Fastest Algorithm for NLP with linear constraints

379 Views Asked by At

I have an minimization problem of the following form:

(Im not a mathematician, i come from the programming side, so excuse me if i have not the perfect standard of writing the formulas)

$Z(x) = \sqrt[2]{x_1^2 \cdot a_1+...+x_n^2 \cdot a_n} + x_1 \cdot b_1+...+x_n \cdot b_n$

with the constraints:

(1) $\sum_{i=1}^n{x_i} =1$

(2) $0<x_i<=c_i \ \text{with} \ c = \{c_1,..,c_n\}$

Im interested in an algorithm that finds a local minimum as fast as possible, since i want to implement it.

I have already read a lot of stuff with different approaches for different type of constraints, but they mostly didnt fit or where hard to understand, so i could not be sure if they fit.

I understand that this is a NLP with linear constraints, but since im pretty new to NLP i hope for someone with more experience who can help me. Thank you!

2

There are 2 best solutions below

6
On

If the $a_i$ values are negative, all bets are off; it is a non-convex problem. But if the $a_i$ values are nonnegative, this is a convex problem, and therefore it is tractable. In fact, it can easily be converted to a second-order cone program, or SOCP, which is a relatively well known modern standard form for convex optimization.

To convert to a "standard" SOCP, define $\bar{a}_i=\sqrt{a}_i$, and create a new variable $y\in\mathbb{R}$. Then this problem is equivalent to $$\begin{array}{ll} \text{minimize} & \sum_i b_i x + y \\ \text{subject to} & \sqrt{\textstyle \sum_i (\bar{a}_i x_i)^2 } \leq y \\ & \sum_i x_i = 1 \\ & 0 \leq x_i \leq c_i, ~ i=1,2,\dots,n \end{array}$$ The key here is that the objective is linear, and the constraints are composed of linear equations and inequalities, and convex constraints involving norms. No other types of nonlinearities are permitted in an SOCP other than convex $\ell_2$-norm constraints.
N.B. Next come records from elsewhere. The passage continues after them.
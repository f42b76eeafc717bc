//! Stage factories behind the [`GraphBuilder`](super::GraphBuilder)
//! convenience methods.

use std::marker::PhantomData;

use crate::{
    ActiveTask, ConfigError, MergeInputs, MergeJoin, MergeStage, PipeItem, PipeKind, PipeSink,
    PipelineConfig, Sink,
};

/// Endpoints and optional thread body produced for one stage.
pub struct Materialised {
    /// Input endpoints, in declaration order.
    pub inputs: Vec<PipeSink>,
    /// Body to run on the stage's own thread; `None` for passive stages.
    pub task: Option<Box<dyn ActiveTask>>,
}

impl std::fmt::Debug for Materialised {
    fn fmt(&self, f: &mut std::fmt::Formatter<'_>) -> std::fmt::Result {
        f.debug_struct("Materialised")
            .field("inputs", &self.inputs)
            .field("active", &self.task.is_some())
            .finish()
    }
}

/// Describes a stage's ports and builds it once its outputs exist.
pub trait StageFactory {
    /// Capability required on each input port.
    fn input_kinds(&self) -> Vec<PipeKind>;

    /// Capability provided on each output port.
    fn output_kinds(&self) -> Vec<PipeKind>;

    /// Build the stage around the endpoints its outputs feed.
    ///
    /// `outputs` matches [`output_kinds`](Self::output_kinds) in order and
    /// kind; the returned inputs must match
    /// [`input_kinds`](Self::input_kinds).
    fn materialise(
        self: Box<Self>,
        stage: &str,
        outputs: Vec<PipeSink>,
        config: &PipelineConfig,
    ) -> Result<Materialised, ConfigError>;
}

/// Take the only output endpoint, typed for `T`.
pub(super) fn single_output<T: PipeItem>(
    stage: &str,
    outputs: Vec<PipeSink>,
) -> Result<Box<dyn Sink<T>>, ConfigError> {
    let declared = outputs.len();
    let mut outputs = outputs.into_iter();
    let (Some(output), None) = (outputs.next(), outputs.next()) else {
        return Err(ConfigError::PortCount {
            stage: stage.to_owned(),
            direction: "output",
            declared,
            expected: 1,
        });
    };
    T::typed_sink(output).map_err(|other| ConfigError::CapabilityMismatch {
        stage: stage.to_owned(),
        pipe: "output".to_owned(),
        produced: T::KIND,
        expected: other.kind(),
    })
}

pub(super) struct SourceFactory<T, F> {
    make: F,
    item: PhantomData<fn() -> T>,
}

impl<T, F> SourceFactory<T, F>
where
    T: PipeItem,
    F: FnOnce(Box<dyn Sink<T>>) -> Box<dyn ActiveTask> + 'static,
{
    pub(super) const fn new(make: F) -> Self {
        Self {
            make,
            item: PhantomData,
        }
    }
}

impl<T, F> StageFactory for SourceFactory<T, F>
where
    T: PipeItem,
    F: FnOnce(Box<dyn Sink<T>>) -> Box<dyn ActiveTask> + 'static,
{
    fn input_kinds(&self) -> Vec<PipeKind> {
        Vec::new()
    }

    fn output_kinds(&self) -> Vec<PipeKind> {
        vec![T::KIND]
    }

    fn materialise(
        self: Box<Self>,
        stage: &str,
        outputs: Vec<PipeSink>,
        _config: &PipelineConfig,
    ) -> Result<Materialised, ConfigError> {
        let output = single_output::<T>(stage, outputs)?;
        Ok(Materialised {
            inputs: Vec::new(),
            task: Some((self.make)(output)),
        })
    }
}

pub(super) struct FilterFactory<T, F> {
    make: F,
    item: PhantomData<fn() -> T>,
}

impl<T, F, S> FilterFactory<T, F>
where
    T: PipeItem,
    F: FnOnce(Box<dyn Sink<T>>) -> S + 'static,
    S: Sink<T> + 'static,
{
    pub(super) const fn new(make: F) -> Self {
        Self {
            make,
            item: PhantomData,
        }
    }
}

impl<T, F, S> StageFactory for FilterFactory<T, F>
where
    T: PipeItem,
    F: FnOnce(Box<dyn Sink<T>>) -> S + 'static,
    S: Sink<T> + 'static,
{
    fn input_kinds(&self) -> Vec<PipeKind> {
        vec![T::KIND]
    }

    fn output_kinds(&self) -> Vec<PipeKind> {
        vec![T::KIND]
    }

    fn materialise(
        self: Box<Self>,
        stage: &str,
        outputs: Vec<PipeSink>,
        _config: &PipelineConfig,
    ) -> Result<Materialised, ConfigError> {
        let output = single_output::<T>(stage, outputs)?;
        let filter = (self.make)(output);
        Ok(Materialised {
            inputs: vec![T::erase_sink(Box::new(filter))],
            task: None,
        })
    }
}

pub(super) struct SinkFactory<T, S> {
    sink: S,
    item: PhantomData<fn() -> T>,
}

impl<T: PipeItem, S: Sink<T> + 'static> SinkFactory<T, S> {
    pub(super) const fn new(sink: S) -> Self {
        Self {
            sink,
            item: PhantomData,
        }
    }
}

impl<T: PipeItem, S: Sink<T> + 'static> StageFactory for SinkFactory<T, S> {
    fn input_kinds(&self) -> Vec<PipeKind> {
        vec![T::KIND]
    }

    fn output_kinds(&self) -> Vec<PipeKind> {
        Vec::new()
    }

    fn materialise(
        self: Box<Self>,
        _stage: &str,
        _outputs: Vec<PipeSink>,
        _config: &PipelineConfig,
    ) -> Result<Materialised, ConfigError> {
        Ok(Materialised {
            inputs: vec![T::erase_sink(Box::new(self.sink))],
            task: None,
        })
    }
}

pub(super) struct MergeFactory<J> {
    join: J,
}

impl<J: MergeJoin> MergeFactory<J> {
    pub(super) const fn new(join: J) -> Self {
        Self { join }
    }
}

impl<J: MergeJoin> StageFactory for MergeFactory<J> {
    fn input_kinds(&self) -> Vec<PipeKind> {
        vec![
            <J::Left as PipeItem>::KIND,
            <J::Right as PipeItem>::KIND,
        ]
    }

    fn output_kinds(&self) -> Vec<PipeKind> {
        vec![<J::Output as PipeItem>::KIND]
    }

    fn materialise(
        self: Box<Self>,
        stage: &str,
        outputs: Vec<PipeSink>,
        config: &PipelineConfig,
    ) -> Result<Materialised, ConfigError> {
        let output = single_output::<J::Output>(stage, outputs)?;
        let (merge, MergeInputs { left, right }) =
            MergeStage::new(stage, self.join, config.queue_capacity, output);
        Ok(Materialised {
            inputs: vec![
                <J::Left as PipeItem>::erase_sink(Box::new(left)),
                <J::Right as PipeItem>::erase_sink(Box::new(right)),
            ],
            task: Some(Box::new(merge)),
        })
    }
}
//! Declarative wiring of stages into a runnable [`Pipeline`].
//!
//! Stages are registered in data-flow order. Each input names the pipe it
//! reads, either explicitly or by popping the most recently produced unnamed
//! pipe; every lookup, capability check, and dangling-pipe check happens
//! before any thread starts. [`GraphBuilder::build`] then materialises stages
//! from last to first, so each producer is built around the endpoints of
//! the consumers it feeds.

mod stages;

use std::collections::{HashMap, HashSet};

use log::{debug, info};
use osmflow_core::OrderingRegistry;

use crate::{
    ActiveTask, ConfigError, IterSource, MergeJoin, OrderValidator, PipeItem, PipeKind, PipeSink,
    PipelineConfig, PipelineError, Sink, TaskGroup,
};

pub use stages::{Materialised, StageFactory};
use stages::{FilterFactory, MergeFactory, SinkFactory, SourceFactory};

/// How a stage port refers to a pipe.
#[derive(Debug, Clone, PartialEq, Eq, Hash)]
pub enum PipeRef {
    /// A pipe with an explicit name.
    Named(String),
    /// An unnamed pipe, matched by production order.
    Default,
}

impl PipeRef {
    /// A reference to the pipe called `name`.
    pub fn named(name: impl Into<String>) -> Self {
        Self::Named(name.into())
    }
}

impl From<&str> for PipeRef {
    fn from(name: &str) -> Self {
        Self::named(name)
    }
}

impl From<String> for PipeRef {
    fn from(name: String) -> Self {
        Self::Named(name)
    }
}

type PipeId = usize;

#[derive(Debug)]
struct Pipe {
    label: String,
    kind: PipeKind,
    consumed: bool,
}

struct StageEntry {
    name: String,
    factory: Box<dyn StageFactory>,
    inputs: Vec<PipeId>,
    outputs: Vec<PipeId>,
}

/// Collects stages and their connections.
///
/// # Examples
/// ```
/// use osmflow_core::{ChangeAction, EntityContainer};
/// use osmflow_core::test_support::{change, node};
/// use osmflow_pipeline::{ChangeApplier, CollectSink, GraphBuilder, PipeRef};
///
/// let (sink, applied) = CollectSink::<EntityContainer>::new();
/// let mut graph = GraphBuilder::default();
/// graph
///     .source("base", "base", vec![node(1, 1), node(2, 1)])?
///     .source("changes", "changes", vec![change(ChangeAction::Delete, node(2, 1))])?
///     .merge("apply", ChangeApplier, ["base".into(), "changes".into()], PipeRef::Default)?
///     .sink("collect", PipeRef::Default, sink)?;
/// graph.build()?.run()?;
///
/// assert_eq!(applied.items(), vec![node(1, 1)]);
/// # Ok::<(), osmflow_pipeline::PipelineError>(())
/// ```
pub struct GraphBuilder {
    registry: OrderingRegistry,
    config: PipelineConfig,
    stages: Vec<StageEntry>,
    stage_names: HashSet<String>,
    pipes: Vec<Pipe>,
    named: HashMap<String, PipeId>,
    defaults: Vec<PipeId>,
}

impl Default for GraphBuilder {
    fn default() -> Self {
        Self::new(OrderingRegistry::standard(), PipelineConfig::default())
    }
}

impl GraphBuilder {
    /// An empty graph resolving orderings through `registry`.
    #[must_use]
    pub fn new(registry: OrderingRegistry, config: PipelineConfig) -> Self {
        Self {
            registry,
            config,
            stages: Vec::new(),
            stage_names: HashSet::new(),
            pipes: Vec::new(),
            named: HashMap::new(),
            defaults: Vec::new(),
        }
    }

    /// Settings stages will be built with.
    #[must_use]
    pub const fn config(&self) -> &PipelineConfig {
        &self.config
    }

    /// Register an arbitrary stage.
    ///
    /// Default inputs pop the unnamed pipe stack: the first default input
    /// takes the most recently produced pipe, the next one the pipe before
    /// it, and so on.
    pub fn stage(
        &mut self,
        name: impl Into<String>,
        inputs: Vec<PipeRef>,
        outputs: Vec<PipeRef>,
        factory: Box<dyn StageFactory>,
    ) -> Result<&mut Self, ConfigError> {
        let name = name.into();
        if self.stage_names.contains(&name) {
            return Err(ConfigError::DuplicateStage { stage: name });
        }
        let input_kinds = factory.input_kinds();
        let output_kinds = factory.output_kinds();
        check_port_count(&name, "input", inputs.len(), input_kinds.len())?;
        check_port_count(&name, "output", outputs.len(), output_kinds.len())?;

        let input_ids = self.resolve_inputs(&name, &inputs, &input_kinds)?;
        let new_pipes = self.declare_outputs(&name, &outputs, &output_kinds)?;

        // Everything is checked; commit.
        for &id in &input_ids {
            if let Some(pipe) = self.pipes.get_mut(id) {
                pipe.consumed = true;
            }
            self.defaults.retain(|&pending| pending != id);
        }
        let mut output_ids = Vec::with_capacity(new_pipes.len());
        for (reference, pipe) in new_pipes {
            let id = self.pipes.len();
            match reference {
                PipeRef::Named(pipe_name) => {
                    self.named.insert(pipe_name, id);
                }
                PipeRef::Default => self.defaults.push(id),
            }
            self.pipes.push(pipe);
            output_ids.push(id);
        }
        debug!(
            "registered stage `{name}` with {} input(s) and {} output(s)",
            input_ids.len(),
            output_ids.len()
        );
        self.stage_names.insert(name.clone());
        self.stages.push(StageEntry {
            name,
            factory,
            inputs: input_ids,
            outputs: output_ids,
        });
        Ok(self)
    }

    fn resolve_inputs(
        &self,
        stage: &str,
        inputs: &[PipeRef],
        kinds: &[PipeKind],
    ) -> Result<Vec<PipeId>, ConfigError> {
        // Last produced, first consumed.
        let mut defaults = self.defaults.iter().rev().copied();
        let mut seen = HashSet::new();

        let mut resolved = Vec::with_capacity(inputs.len());
        for (input, &expected) in inputs.iter().zip(kinds) {
            let id = match input {
                PipeRef::Named(pipe) => {
                    let id = *self.named.get(pipe).ok_or_else(|| ConfigError::UnknownPipe {
                        stage: stage.to_owned(),
                        pipe: pipe.clone(),
                    })?;
                    let consumed = self.pipes.get(id).is_some_and(|candidate| candidate.consumed);
                    if consumed || !seen.insert(id) {
                        return Err(ConfigError::PipeAlreadyConsumed {
                            stage: stage.to_owned(),
                            pipe: pipe.clone(),
                        });
                    }
                    id
                }
                PipeRef::Default => defaults.next().ok_or_else(|| ConfigError::NoDefaultPipe {
                    stage: stage.to_owned(),
                })?,
            };
            let pipe = self.pipe(id)?;
            if pipe.kind != expected {
                return Err(ConfigError::CapabilityMismatch {
                    stage: stage.to_owned(),
                    pipe: pipe.label.clone(),
                    produced: pipe.kind,
                    expected,
                });
            }
            resolved.push(id);
        }
        Ok(resolved)
    }

    fn declare_outputs(
        &self,
        stage: &str,
        outputs: &[PipeRef],
        kinds: &[PipeKind],
    ) -> Result<Vec<(PipeRef, Pipe)>, ConfigError> {
        let mut declared = Vec::with_capacity(outputs.len());
        let mut seen = HashSet::new();
        for (index, (output, &kind)) in outputs.iter().zip(kinds).enumerate() {
            let label = match output {
                PipeRef::Named(pipe) => {
                    if self.named.contains_key(pipe) || !seen.insert(pipe.as_str()) {
                        return Err(ConfigError::DuplicatePipe {
                            stage: stage.to_owned(),
                            pipe: pipe.clone(),
                        });
                    }
                    pipe.clone()
                }
                PipeRef::Default => format!("{stage}#{index}"),
            };
            declared.push((
                output.clone(),
                Pipe {
                    label,
                    kind,
                    consumed: false,
                },
            ));
        }
        Ok(declared)
    }

    fn pipe(&self, id: PipeId) -> Result<&Pipe, ConfigError> {
        self.pipes.get(id).ok_or_else(|| ConfigError::UnknownPipe {
            stage: String::new(),
            pipe: format!("#{id}"),
        })
    }

    /// Register an active source feeding `items` into its output.
    pub fn source<T, I>(
        &mut self,
        name: impl Into<String>,
        output: impl Into<PipeRef>,
        items: I,
    ) -> Result<&mut Self, ConfigError>
    where
        T: PipeItem,
        I: IntoIterator<Item = T>,
        I::IntoIter: Send + 'static,
    {
        let name = name.into();
        let stage = name.clone();
        let items = items.into_iter();
        self.source_with(name, output, move |sink: Box<dyn Sink<T>>| {
            Box::new(IterSource::new(stage, items, sink)) as Box<dyn ActiveTask>
        })
    }

    /// Register an active source built around its output endpoint.
    pub fn source_with<T, F>(
        &mut self,
        name: impl Into<String>,
        output: impl Into<PipeRef>,
        make: F,
    ) -> Result<&mut Self, ConfigError>
    where
        T: PipeItem,
        F: FnOnce(Box<dyn Sink<T>>) -> Box<dyn ActiveTask> + 'static,
    {
        self.stage(
            name,
            Vec::new(),
            vec![output.into()],
            Box::new(SourceFactory::new(make)),
        )
    }

    /// Register a passive single-input, single-output stage.
    pub fn filter<T, F, S>(
        &mut self,
        name: impl Into<String>,
        input: impl Into<PipeRef>,
        output: impl Into<PipeRef>,
        make: F,
    ) -> Result<&mut Self, ConfigError>
    where
        T: PipeItem,
        F: FnOnce(Box<dyn Sink<T>>) -> S + 'static,
        S: Sink<T> + 'static,
    {
        self.stage(
            name,
            vec![input.into()],
            vec![output.into()],
            Box::new(FilterFactory::new(make)),
        )
    }

    /// Register an order validator using the registry's `ordering`.
    pub fn validate<T: PipeItem>(
        &mut self,
        name: impl Into<String>,
        ordering: &str,
        input: impl Into<PipeRef>,
        output: impl Into<PipeRef>,
    ) -> Result<&mut Self, ConfigError> {
        let order = T::resolve_order(&self.registry, ordering).ok_or_else(|| {
            ConfigError::UnknownOrdering {
                name: ordering.to_owned(),
            }
        })?;
        self.filter(name, input, output, move |sink: Box<dyn Sink<T>>| {
            OrderValidator::new(order, sink)
        })
    }

    /// Register a passive terminal stage.
    pub fn sink<T, S>(
        &mut self,
        name: impl Into<String>,
        input: impl Into<PipeRef>,
        sink: S,
    ) -> Result<&mut Self, ConfigError>
    where
        T: PipeItem,
        S: Sink<T> + 'static,
    {
        self.stage(
            name,
            vec![input.into()],
            Vec::new(),
            Box::new(SinkFactory::new(sink)),
        )
    }

    /// Register an active two-input merge stage.
    ///
    /// Both inputs are order-validated and queued with the configured
    /// capacity.
    pub fn merge<J: MergeJoin>(
        &mut self,
        name: impl Into<String>,
        join: J,
        inputs: [PipeRef; 2],
        output: impl Into<PipeRef>,
    ) -> Result<&mut Self, ConfigError> {
        self.stage(
            name,
            inputs.into(),
            vec![output.into()],
            Box::new(MergeFactory::new(join)),
        )
    }

    /// Check that every pipe is consumed and build every stage.
    pub fn build(self) -> Result<Pipeline, ConfigError> {
        let dangling: Vec<String> = self
            .pipes
            .iter()
            .filter(|pipe| !pipe.consumed)
            .map(|pipe| pipe.label.clone())
            .collect();
        if !dangling.is_empty() {
            return Err(ConfigError::DanglingPipes { pipes: dangling });
        }

        let Self {
            config,
            stages,
            pipes,
            ..
        } = self;
        let mut endpoints: HashMap<PipeId, PipeSink> = HashMap::new();
        let mut tasks = Vec::new();
        for stage in stages.into_iter().rev() {
            let outputs = stage
                .outputs
                .iter()
                .map(|id| {
                    endpoints.remove(id).ok_or_else(|| ConfigError::DanglingPipes {
                        pipes: vec![label_of(&pipes, *id)],
                    })
                })
                .collect::<Result<Vec<_>, _>>()?;
            let built = stage.factory.materialise(&stage.name, outputs, &config)?;
            check_port_count(&stage.name, "input", stage.inputs.len(), built.inputs.len())?;
            for (&id, endpoint) in stage.inputs.iter().zip(built.inputs) {
                let produced = pipes.get(id).map_or(endpoint.kind(), |pipe| pipe.kind);
                if endpoint.kind() != produced {
                    return Err(ConfigError::CapabilityMismatch {
                        stage: stage.name.clone(),
                        pipe: label_of(&pipes, id),
                        produced,
                        expected: endpoint.kind(),
                    });
                }
                endpoints.insert(id, endpoint);
            }
            if let Some(task) = built.task {
                tasks.push(task);
            }
        }
        if tasks.is_empty() {
            return Err(ConfigError::NoActiveStages);
        }
        tasks.reverse();
        Ok(Pipeline { tasks })
    }
}

impl std::fmt::Debug for GraphBuilder {
    fn fmt(&self, f: &mut std::fmt::Formatter<'_>) -> std::fmt::Result {
        let stages: Vec<&str> = self.stages.iter().map(|stage| stage.name.as_str()).collect();
        f.debug_struct("GraphBuilder")
            .field("config", &self.config)
            .field("stages", &stages)
            .field("pipes", &self.pipes)
            .finish_non_exhaustive()
    }
}

fn label_of(pipes: &[Pipe], id: PipeId) -> String {
    pipes
        .get(id)
        .map_or_else(|| format!("#{id}"), |pipe| pipe.label.clone())
}

fn check_port_count(
    stage: &str,
    direction: &'static str,
    declared: usize,
    expected: usize,
) -> Result<(), ConfigError> {
    if declared == expected {
        Ok(())
    } else {
        Err(ConfigError::PortCount {
            stage: stage.to_owned(),
            direction,
            declared,
            expected,
        })
    }
}

/// A fully wired pipeline, ready to run once.
pub struct Pipeline {
    tasks: Vec<Box<dyn ActiveTask>>,
}

impl Pipeline {
    /// Names of the stages that will get their own thread.
    pub fn active_stages(&self) -> impl Iterator<Item = &str> {
        self.tasks.iter().map(|task| task.name())
    }

    /// Start every active stage and wait for all of them.
    ///
    /// Returns the first root-cause failure; the other stages are cancelled
    /// and joined before this returns.
    pub fn run(self) -> Result<(), PipelineError> {
        info!("starting pipeline with {} active stage(s)", self.tasks.len());
        let mut group = TaskGroup::new();
        for task in self.tasks {
            group.spawn(task)?;
        }
        group.join()?;
        info!("pipeline finished");
        Ok(())
    }
}

impl std::fmt::Debug for Pipeline {
    fn fmt(&self, f: &mut std::fmt::Formatter<'_>) -> std::fmt::Result {
        f.debug_struct("Pipeline")
            .field("active_stages", &self.active_stages().collect::<Vec<_>>())
            .finish()
    }
}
Here is a good online resource on convex optimization, with a section on second-order cone programming. There are a variety of solvers out there that can solve SOCPs. If you don't mind me offering my own software, the MATLAB-based modeling framework CVX can handle this quite readily; you don't even need to do the SOCP conversion. Here would be the model in CVX, that assumes the values of $a_i$, $b_i$, and $c_i$ are stored in MATLAB vectors a, b, and c:

cvx_begin
    variable x(n)
    minimize( norm(sqrt(a).*x) + b'*x )
    subject to
        sum(x) == 1;
        0 <= x <= c;
cvx_end

CVX will certainly not give you the fastest results; it is meant to make problems easy to specify. But you can worry about speed after you're satisfied with the results.

0
On

First, a couple minor points. I'm assuming $a_i > 0$ so the problem is convex, and $\sum_{i=1}^n c_i \ge 1$, so the problem is feasible. Also, there is no guarantee that there will be a minimum with $x_i$ strictly positive, so the constraints should be $0 \le x_i \le c_i$. If it's unacceptable in your application for the $x_i$ to be zero, then you should specify some minimum nonzero value for them.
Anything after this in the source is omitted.